# [Work item]
Report all lines from the entries below in which "hello" appears.

Stored items
/// GET `/sessions/{id}` - session, latest turn, pending clarification, tasks.
async fn get_session(
    State(state): State<AppState>,
    AuthExtractor(auth): AuthExtractor,
    headers: HeaderMap,
    Path(session_id): Path<SessionId>,
) -> ApiResult<Json<Value>> {
    let trace_id = trace_id_from_headers(&headers);
    let session = require_session(&state, session_id, auth.tenant_id, trace_id.clone()).await?;
    let latest_turn = state.repo.get_latest_turn(session_id).await?;
    let pending_clarification = state.repo.get_pending_clarification(session_id).await?;
    let tasks = match &latest_turn {
        Some(turn) => state.repo.list_tasks_for_turn(turn.turn_id).await?,
        None => Vec::new(),
    };

    Ok(ok_envelope(
        json!({
            "session_id": session.session_id,
            "tenant_id": session.tenant_id,
            "status": session.status,
            "created_at": session.created_at,
            "updated_at": session.updated_at,
            "ended_at": session.ended_at,
            "metadata": session.metadata,
            "latest_turn": latest_turn,
            "pending_clarification": pending_clarification,
            "tasks": tasks,
        }),
        trace_id,
    ))
}

/// POST `/sessions/{id}/run` - run (or resume) the reasoning state graph.
async fn run_session(
    State(state): State<AppState>,
    AuthExtractor(auth): AuthExtractor,
    headers: HeaderMap,
    Path(session_id): Path<SessionId>,
    Json(body): Json<RunSessionRequest>,
) -> ApiResult<Json<Value>> {
    let trace_id = trace_id_from_headers(&headers);
    let session = require_session(&state, session_id, auth.tenant_id, trace_id.clone()).await?;
    ensure_not_terminal(&session_id, session.status)?;

    let pending = state.repo.get_pending_clarification(session_id).await?;
    if let Some(pending) = pending {
        if body.user_input.is_some() {
            return Err(ApiError::from(ReasoningError::Engine(
                reasoning_core::EngineError::PendingClarification { session_id: session_id.to_string() },
            ))
            .with_trace_id(trace_id));
        }
        return Ok(ok_envelope(
            json!({
                "status": session.status,
                "clarification": {
                    "clarification_id": pending.clarification_id,
                    "question": pending.question,
                },
            }),
            trace_id,
        ));
    }

    let turn = match &body.user_input {
        Some(input) => state.repo.create_turn(session_id, input).await?,
        None => {
            let latest = state.repo.get_latest_turn(session_id).await?.ok_or_else(|| {
                ApiError::from(ReasoningError::Storage(StorageError::NotFound {
                    entity: "turn".to_string(),
                    id: session_id.to_string(),
                }))
                .with_trace_id(trace_id.clone())
            })?;
            if matches!(latest.status, TurnStatus::Completed | TurnStatus::Failed) {
                return Err(ApiError::from(ReasoningError::Storage(StorageError::NotFound {
                    entity: "turn".to_string(),
                    id: session_id.to_string(),
                }))
                .with_trace_id(trace_id));
            }
            latest
        }
    };

    let traversal_state = load_traversal_state(&state, session_id).await?;
    let preferred_anchor_code = traversal_state.approved_target_ontology_code.clone();

    let mut graph_state = GraphState::new(
        session_id,
        turn.turn_id,
        auth.tenant_id,
        turn.user_input.clone(),
        traversal_state,
        preferred_anchor_code,
    );

    let (llm_client, provider, model, has_fallback) =
        resolve_llm_client(&state, auth.tenant_id).await?;
    let llm_route = LlmRouteMetadata {
        provider: provider.parse::<LlmProvider>().unwrap_or(LlmProvider::Generic),
        model: model.clone(),
        has_fallback,
    };

    let trace = std::sync::Arc::new(TraceSink::new(
        state.repo.clone(),
        state.runtime_config.clone(),
        state.reasoning_config.secret_cipher_key.clone(),
        session_id,
        Some(turn.turn_id),
        auth.tenant_id,
    ));
    let audit_cb = reasoning_llm::noop_audit_callback();
    let task_recorder = std::sync::Arc::new(RepositoryTaskRecorder::new(
        state.repo.clone(),
        session_id,
        turn.turn_id,
    ));

    let deps = GraphDeps {
        graph_tools: state.graph_tools.as_ref(),
        data_client: state.data_client.as_ref(),
        llm: LlmRouting { client: &llm_client, provider: &provider, model: &model },
        llm_route,
        audit_cb,
        trace: trace.clone(),
        task_recorder,
    };

    let outcome = run_graph(&mut graph_state, &deps).await;

    match outcome {
        Ok(NodeOutcome::Completed) => {
            state.repo.complete_turn(turn.turn_id, graph_state.model_output.clone().unwrap_or_default()).await?;
            state
                .repo
                .update_session_status(session_id, SessionStatus::Completed, Some(chrono::Utc::now()))
                .await?;
            reasoning_graph::TraceEmitter::emit(trace.as_ref(), "finalize", "session_completed", json!({})).await;

            let tasks = state.repo.list_tasks_for_turn(turn.turn_id).await?;
            Ok(ok_envelope(
                json!({
                    "status": "completed",
                    "turn": {
                        "turn_id": turn.turn_id,
                        "turn_no": turn.turn_no,
                        "status": "completed",
                        "user_input": turn.user_input,
                    },
                    "result": graph_state.model_output,
                    "tasks": tasks,
                }),
                trace_id,
            ))
        }
        Ok(NodeOutcome::Continue) => unreachable!("run_graph always ends in Waiting or Completed"),
        Ok(NodeOutcome::Waiting(question)) => {
            let (kind, question_json) = match &question {
                PendingQuestion::Clarification { reason, payload } => (
                    clarification_kind_for_reason(reason),
                    json!({ "type": reason, "payload": payload }),
                ),
                PendingQuestion::TraversalConfirmation { from_code, to_code } => (
                    ClarificationKind::TraversalConfirmation,
                    json!({ "type": "traversal_confirmation", "from_code": from_code, "to_code": to_code }),
                ),
            };
            let session_status = waiting_status_for(&kind);
            let turn_status = match session_status {
                SessionStatus::WaitingConfirmation => TurnStatus::WaitingConfirmation,
                _ => TurnStatus::WaitingClarification,
            };

            let clarification = state
                .repo
                .create_clarification(session_id, kind.clone(), question_json)
                .await?;
            state.repo.set_turn_waiting(turn.turn_id, turn_status).await?;
            state
                .repo
                .update_session_status(session_id, session_status, None)
                .await?;

            let event_type = match kind {
                ClarificationKind::TraversalConfirmation => "traversal_confirmation_requested",
                _ => "clarification_asked",
            };
            reasoning_graph::TraceEmitter::emit(
                trace.as_ref(),
                "run_session",
                event_type,
                clarification.question.clone(),
            )
            .await;

            Ok(ok_envelope(
                json!({
                    "status": session_status,
                    "clarification": {
                        "clarification_id": clarification.clarification_id,
                        "question": clarification.question,
                    },
                }),
                trace_id,
            ))
        }
        Err(err) => {
            state.repo.fail_turn(turn.turn_id).await?;
            state
                .repo
                .update_session_status(session_id, SessionStatus::Failed, Some(chrono::Utc::now()))
                .await?;
            reasoning_graph::TraceEmitter::emit(
                trace.as_ref(),
                "run_session",
                "session_failed",
                json!({ "reason": err.to_string() }),
            )
            .await;
            Err(ApiError::from(err).with_trace_id(trace_id))
        }
    }
}
//! Embedding vectors and the embedding provider.
//!
//! `embed`/`embed_batch` never fail: a remote endpoint failure (network,
//! non-2xx, shape mismatch) degrades to a deterministic hash-based
//! fallback so retrieval stays reproducible in tests and resilient in
//! production.

use serde::{Deserialize, Serialize};
use sha2::{Digest, Sha256};
use std::time::Duration;

/// An embedding vector tagged with the model that produced it.
#[derive(Debug, Clone, PartialEq, Serialize, Deserialize)]
pub struct EmbeddingVector {
    pub data: Vec<f32>,
    pub model_id: String,
}

impl EmbeddingVector {
    pub fn new(data: Vec<f32>, model_id: impl Into<String>) -> Self {
        Self {
            data,
            model_id: model_id.into(),
        }
    }

    pub fn dimensions(&self) -> usize {
        self.data.len()
    }

    /// Cosine similarity; mismatched or zero-length vectors score 0.
    pub fn cosine_similarity(&self, other: &EmbeddingVector) -> f64 {
        if self.data.is_empty() || other.data.is_empty() || self.data.len() != other.data.len() {
            return 0.0;
        }

        let mut dot = 0.0f64;
        let mut norm_a = 0.0f64;
        let mut norm_b = 0.0f64;
        for (a, b) in self.data.iter().zip(other.data.iter()) {
            let (a, b) = (*a as f64, *b as f64);
            dot += a * b;
            norm_a += a * a;
            norm_b += b * b;
        }

        if norm_a == 0.0 || norm_b == 0.0 {
            return 0.0;
        }
        dot / (norm_a.sqrt() * norm_b.sqrt())
    }
}

#[derive(Serialize)]
struct EmbedRequestBody<'a> {
    texts: &'a [&'a str],
}

#[derive(Deserialize)]
struct EmbedResponseBody {
    embeddings: Vec<Vec<f32>>,
}

/// Batch embedding client with a deterministic fallback.
pub struct EmbeddingProvider {
    client: reqwest::Client,
    endpoint: Option<String>,
    fallback_dimensions: usize,
}

impl EmbeddingProvider {
    pub fn new(endpoint: Option<String>, timeout_ms: u64, fallback_dimensions: usize) -> Self {
        let client = reqwest::Client::builder()
            .timeout(Duration::from_millis(timeout_ms))
            .build()
            .unwrap_or_default();
        Self {
            client,
            endpoint,
            fallback_dimensions,
        }
    }

    /// Embed one text. Never fails.
    pub async fn embed(&self, text: &str) -> EmbeddingVector {
        self.embed_batch(&[text])
            .await
            .into_iter()
            .next()
            .unwrap_or_else(|| self.fallback(text))
    }

    /// Embed a batch of texts. Never fails: any remote error degrades to
    /// the hash-based fallback for the whole batch.
    pub async fn embed_batch(&self, texts: &[&str]) -> Vec<EmbeddingVector> {
        if let Some(endpoint) = self.endpoint.clone() {
            match self.try_remote(&endpoint, texts).await {
                Ok(vectors) if vectors.len() == texts.len() => return vectors,
                Ok(vectors) => {
                    tracing::warn!(
                        endpoint = %endpoint,
                        expected = texts.len(),
                        got = vectors.len(),
                        "embedding response length mismatch, using fallback"
                    );
                }
                Err(e) => {
                    tracing::warn!(endpoint = %endpoint, error = %e, "embedding request failed, using fallback");
                }
            }
        }
        texts.iter().map(|t| self.fallback(t)).collect()
    }

    async fn try_remote(&self, endpoint: &str, texts: &[&str]) -> Result<Vec<EmbeddingVector>, String> {
        let response = self
            .client
            .post(endpoint)
            .json(&EmbedRequestBody { texts })
            .send()
            .await
            .map_err(|e| e.to_string())?;

        if !response.status().is_success() {
            return Err(format!("embedding endpoint returned {}", response.status()));
        }

        let parsed: EmbedResponseBody = response.json().await.map_err(|e| e.to_string())?;
        Ok(parsed
            .embeddings
            .into_iter()
            .map(|data| EmbeddingVector::new(data, "remote".to_string()))
            .collect())
    }

    /// Deterministic fallback: hash the text, map bytes to floats in
    /// [0,1], repeat to fill the configured dimension, L2-normalize.
    fn fallback(&self, text: &str) -> EmbeddingVector {
        let hash = Sha256::digest(text.as_bytes());
        let mut data = Vec::with_capacity(self.fallback_dimensions);
        for i in 0..self.fallback_dimensions {
            let byte = hash[i % hash.len()];
            data.push(byte as f32 / 255.0);
        }

        let norm: f32 = data.iter().map(|x| x * x).sum::<f32>().sqrt();
        if norm > 0.0 {
            for x in &mut data {
                *x /= norm;
            }
        }

        EmbeddingVector::new(data, "hash-fallback".to_string())
    }
}

#[cfg(test)]
mod tests {
    use super::*;

    #[test]
    fn cosine_similarity_of_identical_vectors_is_one() {
        let a = EmbeddingVector::new(vec![1.0, 2.0, 3.0], "m".to_string());
        let sim = a.cosine_similarity(&a);
        assert!((sim - 1.0).abs() < 1e-6);
    }

    #[test]
    fn cosine_similarity_of_zero_length_vectors_is_zero() {
        let a = EmbeddingVector::new(vec![], "m".to_string());
        let b = EmbeddingVector::new(vec![1.0], "m".to_string());
        assert_eq!(a.cosine_similarity(&b), 0.0);
    }

    #[tokio::test]
    async fn fallback_embedding_is_deterministic_and_normalized() {
        let provider = EmbeddingProvider::new(None, 1000, 16);
        let a = provider.embed("hello world").await;
        let b = provider.embed("hello world").await;
        assert_eq!(a.data, b.data);
        assert_eq!(a.dimensions(), 16);

        let norm: f32 = a.data.iter().map(|x| x * x).sum::<f32>().sqrt();
        assert!((norm - 1.0).abs() < 1e-4);
    }

    #[tokio::test]
    async fn fallback_differs_for_different_text() {
        let provider = EmbeddingProvider::new(None, 1000, 16);
        let a = provider.embed("hello").await;
        let b = provider.embed("world").await;
        assert_ne!(a.data, b.data);
    }

    #[tokio::test]
    async fn unreachable_endpoint_still_returns_a_vector() {
        let provider = EmbeddingProvider::new(Some("http://127.0.0.1:1".to_string()), 50, 8);
        let v = provider.embed("anything").await;
        assert_eq!(v.dimensions(), 8);
    }
}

# [Answer area]
        let a = provider.embed("hello world").await;
        let b = provider.embed("hello world").await;
        let a = provider.embed("hello").await;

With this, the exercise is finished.